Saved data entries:
=== Section Start ===

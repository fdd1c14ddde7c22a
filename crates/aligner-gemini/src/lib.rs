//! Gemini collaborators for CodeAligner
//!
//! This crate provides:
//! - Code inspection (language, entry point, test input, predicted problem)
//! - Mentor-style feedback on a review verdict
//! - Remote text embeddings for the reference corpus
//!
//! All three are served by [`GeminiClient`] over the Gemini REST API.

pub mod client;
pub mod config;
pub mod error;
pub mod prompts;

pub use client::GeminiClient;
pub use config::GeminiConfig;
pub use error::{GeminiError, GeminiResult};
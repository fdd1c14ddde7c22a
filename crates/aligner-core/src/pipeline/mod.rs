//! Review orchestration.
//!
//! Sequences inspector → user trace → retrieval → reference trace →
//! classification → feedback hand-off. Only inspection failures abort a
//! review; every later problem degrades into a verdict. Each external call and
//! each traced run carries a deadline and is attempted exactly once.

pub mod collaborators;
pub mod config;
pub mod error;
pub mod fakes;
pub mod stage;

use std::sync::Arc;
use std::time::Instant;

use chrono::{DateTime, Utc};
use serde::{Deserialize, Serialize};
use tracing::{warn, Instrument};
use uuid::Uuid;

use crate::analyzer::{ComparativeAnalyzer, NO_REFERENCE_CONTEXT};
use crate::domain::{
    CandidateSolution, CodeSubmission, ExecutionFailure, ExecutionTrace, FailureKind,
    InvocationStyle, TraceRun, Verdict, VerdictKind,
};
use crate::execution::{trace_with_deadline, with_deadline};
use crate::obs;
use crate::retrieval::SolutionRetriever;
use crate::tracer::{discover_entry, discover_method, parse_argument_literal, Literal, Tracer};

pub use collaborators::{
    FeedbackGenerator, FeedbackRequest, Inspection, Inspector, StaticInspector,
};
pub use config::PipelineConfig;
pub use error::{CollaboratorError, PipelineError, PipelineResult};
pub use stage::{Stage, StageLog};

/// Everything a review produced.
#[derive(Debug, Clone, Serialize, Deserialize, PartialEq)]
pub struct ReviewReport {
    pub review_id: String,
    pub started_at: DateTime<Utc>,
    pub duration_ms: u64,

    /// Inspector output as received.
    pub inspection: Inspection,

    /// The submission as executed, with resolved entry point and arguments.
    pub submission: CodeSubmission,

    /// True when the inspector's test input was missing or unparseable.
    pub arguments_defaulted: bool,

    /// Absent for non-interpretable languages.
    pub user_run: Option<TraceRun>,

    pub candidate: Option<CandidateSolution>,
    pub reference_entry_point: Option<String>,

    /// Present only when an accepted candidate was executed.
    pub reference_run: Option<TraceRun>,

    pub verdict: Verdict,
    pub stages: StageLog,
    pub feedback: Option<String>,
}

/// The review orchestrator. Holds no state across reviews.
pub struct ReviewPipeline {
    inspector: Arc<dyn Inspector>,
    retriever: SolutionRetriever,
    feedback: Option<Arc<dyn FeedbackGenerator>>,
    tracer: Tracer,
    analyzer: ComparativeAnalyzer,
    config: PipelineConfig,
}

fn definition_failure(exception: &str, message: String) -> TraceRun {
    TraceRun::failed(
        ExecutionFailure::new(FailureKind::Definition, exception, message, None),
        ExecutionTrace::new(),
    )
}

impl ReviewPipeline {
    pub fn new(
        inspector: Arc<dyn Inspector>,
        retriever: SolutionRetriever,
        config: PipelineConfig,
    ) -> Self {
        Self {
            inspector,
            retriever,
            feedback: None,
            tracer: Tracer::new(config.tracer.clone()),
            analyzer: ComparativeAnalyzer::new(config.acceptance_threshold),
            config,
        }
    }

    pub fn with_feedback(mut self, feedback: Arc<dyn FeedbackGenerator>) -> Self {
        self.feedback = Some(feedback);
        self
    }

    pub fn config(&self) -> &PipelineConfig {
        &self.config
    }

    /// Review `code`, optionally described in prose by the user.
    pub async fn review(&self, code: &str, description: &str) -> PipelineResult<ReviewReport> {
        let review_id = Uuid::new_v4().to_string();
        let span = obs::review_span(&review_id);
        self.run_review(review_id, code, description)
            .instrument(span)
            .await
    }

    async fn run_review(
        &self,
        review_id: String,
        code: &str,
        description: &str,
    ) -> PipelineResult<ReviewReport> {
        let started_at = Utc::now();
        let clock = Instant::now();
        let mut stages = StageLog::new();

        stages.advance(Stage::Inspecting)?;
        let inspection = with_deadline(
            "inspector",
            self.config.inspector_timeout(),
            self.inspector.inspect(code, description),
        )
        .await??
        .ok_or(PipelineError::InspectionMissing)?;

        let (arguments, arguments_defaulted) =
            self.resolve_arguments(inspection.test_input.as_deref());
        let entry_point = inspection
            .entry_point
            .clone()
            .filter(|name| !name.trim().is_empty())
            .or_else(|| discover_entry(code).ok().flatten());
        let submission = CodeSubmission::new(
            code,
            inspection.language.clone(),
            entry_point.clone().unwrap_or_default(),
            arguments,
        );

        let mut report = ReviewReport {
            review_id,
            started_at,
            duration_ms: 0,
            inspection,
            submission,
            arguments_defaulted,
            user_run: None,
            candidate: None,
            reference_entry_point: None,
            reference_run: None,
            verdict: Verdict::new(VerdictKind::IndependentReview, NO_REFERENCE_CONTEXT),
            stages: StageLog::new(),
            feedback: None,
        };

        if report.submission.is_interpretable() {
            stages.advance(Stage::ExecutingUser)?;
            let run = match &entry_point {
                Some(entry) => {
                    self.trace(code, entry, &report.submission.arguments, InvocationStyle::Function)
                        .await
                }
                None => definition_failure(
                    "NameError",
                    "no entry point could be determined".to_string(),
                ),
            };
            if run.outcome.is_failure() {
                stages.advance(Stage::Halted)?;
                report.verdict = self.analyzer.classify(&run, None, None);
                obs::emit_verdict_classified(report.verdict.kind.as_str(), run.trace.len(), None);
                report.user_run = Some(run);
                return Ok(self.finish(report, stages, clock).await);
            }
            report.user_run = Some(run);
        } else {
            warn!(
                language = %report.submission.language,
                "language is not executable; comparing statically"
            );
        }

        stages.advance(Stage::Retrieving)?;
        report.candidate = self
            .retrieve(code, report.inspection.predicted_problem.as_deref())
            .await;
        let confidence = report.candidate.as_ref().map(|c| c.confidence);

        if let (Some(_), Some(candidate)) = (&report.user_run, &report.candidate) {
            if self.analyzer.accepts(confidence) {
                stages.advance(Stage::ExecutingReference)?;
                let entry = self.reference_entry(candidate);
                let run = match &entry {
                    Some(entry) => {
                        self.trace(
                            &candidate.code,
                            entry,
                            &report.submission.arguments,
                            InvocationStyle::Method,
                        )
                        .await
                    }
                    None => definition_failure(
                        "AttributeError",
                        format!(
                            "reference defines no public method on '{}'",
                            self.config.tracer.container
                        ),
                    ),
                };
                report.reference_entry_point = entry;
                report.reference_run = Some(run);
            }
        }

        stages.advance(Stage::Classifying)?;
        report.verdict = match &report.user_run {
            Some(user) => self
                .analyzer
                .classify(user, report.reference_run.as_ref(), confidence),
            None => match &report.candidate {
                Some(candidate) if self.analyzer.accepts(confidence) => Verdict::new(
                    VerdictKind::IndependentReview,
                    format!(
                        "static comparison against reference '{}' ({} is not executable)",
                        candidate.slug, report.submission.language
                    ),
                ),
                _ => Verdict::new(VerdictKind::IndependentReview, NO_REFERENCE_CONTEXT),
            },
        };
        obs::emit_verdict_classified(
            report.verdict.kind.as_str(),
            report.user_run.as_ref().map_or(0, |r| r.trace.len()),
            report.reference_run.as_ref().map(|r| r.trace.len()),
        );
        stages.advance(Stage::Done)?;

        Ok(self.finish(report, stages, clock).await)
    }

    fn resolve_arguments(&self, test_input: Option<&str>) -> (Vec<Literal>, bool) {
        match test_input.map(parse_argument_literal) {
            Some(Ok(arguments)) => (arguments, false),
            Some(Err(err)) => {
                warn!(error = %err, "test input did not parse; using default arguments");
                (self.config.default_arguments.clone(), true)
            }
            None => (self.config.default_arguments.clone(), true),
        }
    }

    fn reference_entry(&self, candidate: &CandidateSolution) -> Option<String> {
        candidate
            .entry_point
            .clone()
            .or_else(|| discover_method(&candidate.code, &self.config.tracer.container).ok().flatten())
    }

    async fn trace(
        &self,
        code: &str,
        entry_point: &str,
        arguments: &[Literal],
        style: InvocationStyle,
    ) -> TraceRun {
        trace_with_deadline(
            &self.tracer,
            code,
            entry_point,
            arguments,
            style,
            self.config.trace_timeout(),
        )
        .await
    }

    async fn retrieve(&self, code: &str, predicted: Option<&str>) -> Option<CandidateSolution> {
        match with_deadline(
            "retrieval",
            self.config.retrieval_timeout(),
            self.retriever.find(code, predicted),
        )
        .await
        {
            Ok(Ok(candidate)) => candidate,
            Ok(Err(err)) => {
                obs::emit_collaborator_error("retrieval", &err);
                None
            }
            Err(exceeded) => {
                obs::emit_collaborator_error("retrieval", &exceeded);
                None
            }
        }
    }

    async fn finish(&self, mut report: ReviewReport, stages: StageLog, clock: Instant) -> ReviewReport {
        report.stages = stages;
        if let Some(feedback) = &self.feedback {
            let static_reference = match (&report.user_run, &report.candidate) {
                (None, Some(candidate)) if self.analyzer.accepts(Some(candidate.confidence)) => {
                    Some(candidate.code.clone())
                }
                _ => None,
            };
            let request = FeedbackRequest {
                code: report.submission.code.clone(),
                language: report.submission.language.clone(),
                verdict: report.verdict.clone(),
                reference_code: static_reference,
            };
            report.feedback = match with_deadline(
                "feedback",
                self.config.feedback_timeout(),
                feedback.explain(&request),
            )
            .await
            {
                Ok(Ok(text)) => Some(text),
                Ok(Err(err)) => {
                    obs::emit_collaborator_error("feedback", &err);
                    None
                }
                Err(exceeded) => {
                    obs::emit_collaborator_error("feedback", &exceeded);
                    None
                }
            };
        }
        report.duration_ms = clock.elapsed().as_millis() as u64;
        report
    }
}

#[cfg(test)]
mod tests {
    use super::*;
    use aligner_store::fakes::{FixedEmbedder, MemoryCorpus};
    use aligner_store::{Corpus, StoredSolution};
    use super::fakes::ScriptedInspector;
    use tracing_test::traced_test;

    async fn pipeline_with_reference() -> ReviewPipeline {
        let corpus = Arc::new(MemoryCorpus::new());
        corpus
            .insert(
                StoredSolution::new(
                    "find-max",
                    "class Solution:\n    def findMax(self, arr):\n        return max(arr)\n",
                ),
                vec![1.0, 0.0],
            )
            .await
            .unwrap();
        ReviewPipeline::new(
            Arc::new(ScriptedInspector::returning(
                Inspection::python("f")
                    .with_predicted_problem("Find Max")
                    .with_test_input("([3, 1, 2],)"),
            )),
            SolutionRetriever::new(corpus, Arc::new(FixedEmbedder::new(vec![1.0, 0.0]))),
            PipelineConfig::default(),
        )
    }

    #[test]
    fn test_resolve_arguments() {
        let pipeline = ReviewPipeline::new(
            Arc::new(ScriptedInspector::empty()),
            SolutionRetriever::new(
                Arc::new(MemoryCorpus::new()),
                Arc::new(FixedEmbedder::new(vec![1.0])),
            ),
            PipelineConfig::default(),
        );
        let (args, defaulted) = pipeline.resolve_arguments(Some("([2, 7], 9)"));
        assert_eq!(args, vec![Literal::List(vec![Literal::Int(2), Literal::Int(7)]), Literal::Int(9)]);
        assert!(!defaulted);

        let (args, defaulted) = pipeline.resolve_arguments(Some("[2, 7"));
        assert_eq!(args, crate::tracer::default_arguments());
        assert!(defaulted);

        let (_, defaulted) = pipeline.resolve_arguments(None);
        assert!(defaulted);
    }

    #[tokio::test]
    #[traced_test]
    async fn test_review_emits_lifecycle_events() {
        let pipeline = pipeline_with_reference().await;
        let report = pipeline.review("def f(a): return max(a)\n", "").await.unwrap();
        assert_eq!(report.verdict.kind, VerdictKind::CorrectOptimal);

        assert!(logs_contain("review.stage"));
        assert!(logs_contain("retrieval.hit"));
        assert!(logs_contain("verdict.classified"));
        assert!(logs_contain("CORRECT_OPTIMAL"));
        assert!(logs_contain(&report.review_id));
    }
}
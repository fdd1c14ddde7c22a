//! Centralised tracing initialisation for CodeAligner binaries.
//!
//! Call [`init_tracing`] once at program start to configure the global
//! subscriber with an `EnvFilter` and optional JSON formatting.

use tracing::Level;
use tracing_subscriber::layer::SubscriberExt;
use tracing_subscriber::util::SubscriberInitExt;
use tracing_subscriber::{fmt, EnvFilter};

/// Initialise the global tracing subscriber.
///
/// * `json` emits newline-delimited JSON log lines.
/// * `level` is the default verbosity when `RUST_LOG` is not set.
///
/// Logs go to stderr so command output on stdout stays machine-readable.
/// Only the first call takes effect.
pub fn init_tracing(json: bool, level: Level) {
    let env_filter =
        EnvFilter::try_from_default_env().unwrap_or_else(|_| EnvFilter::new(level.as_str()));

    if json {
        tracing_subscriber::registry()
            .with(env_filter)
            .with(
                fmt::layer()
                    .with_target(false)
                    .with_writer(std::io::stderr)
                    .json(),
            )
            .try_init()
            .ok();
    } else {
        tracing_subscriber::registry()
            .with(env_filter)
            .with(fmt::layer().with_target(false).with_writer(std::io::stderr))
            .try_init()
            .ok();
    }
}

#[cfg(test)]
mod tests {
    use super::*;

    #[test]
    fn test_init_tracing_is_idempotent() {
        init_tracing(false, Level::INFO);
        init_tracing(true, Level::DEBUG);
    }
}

=== Section End ===

AIM OF THE EXERCISE:
In the answer, the lines from the first line of the data above through the line containing "external call and" must appear exactly as written, with nothing else.

RESULT BELOW:
repository fdd1c14ddde7c22a
filename crates/aligner-gemini/src/lib.rs
//! Gemini collaborators for CodeAligner
//!
//! This crate provides:
//! - Code inspection (language, entry point, test input, predicted problem)
//! - Mentor-style feedback on a review verdict
//! - Remote text embeddings for the reference corpus
//!
//! All three are served by [`GeminiClient`] over the Gemini REST API.

pub mod client;
pub mod config;
pub mod error;
pub mod prompts;

pub use client::GeminiClient;
pub use config::GeminiConfig;
pub use error::{GeminiError, GeminiResult};
repository fdd1c14ddde7c22a
filename crates/aligner-core/src/pipeline/mod.rs
//! Review orchestration.
//!
//! Sequences inspector → user trace → retrieval → reference trace →
//! classification → feedback hand-off. Only inspection failures abort a
//! review; every later problem degrades into a verdict. Each external call and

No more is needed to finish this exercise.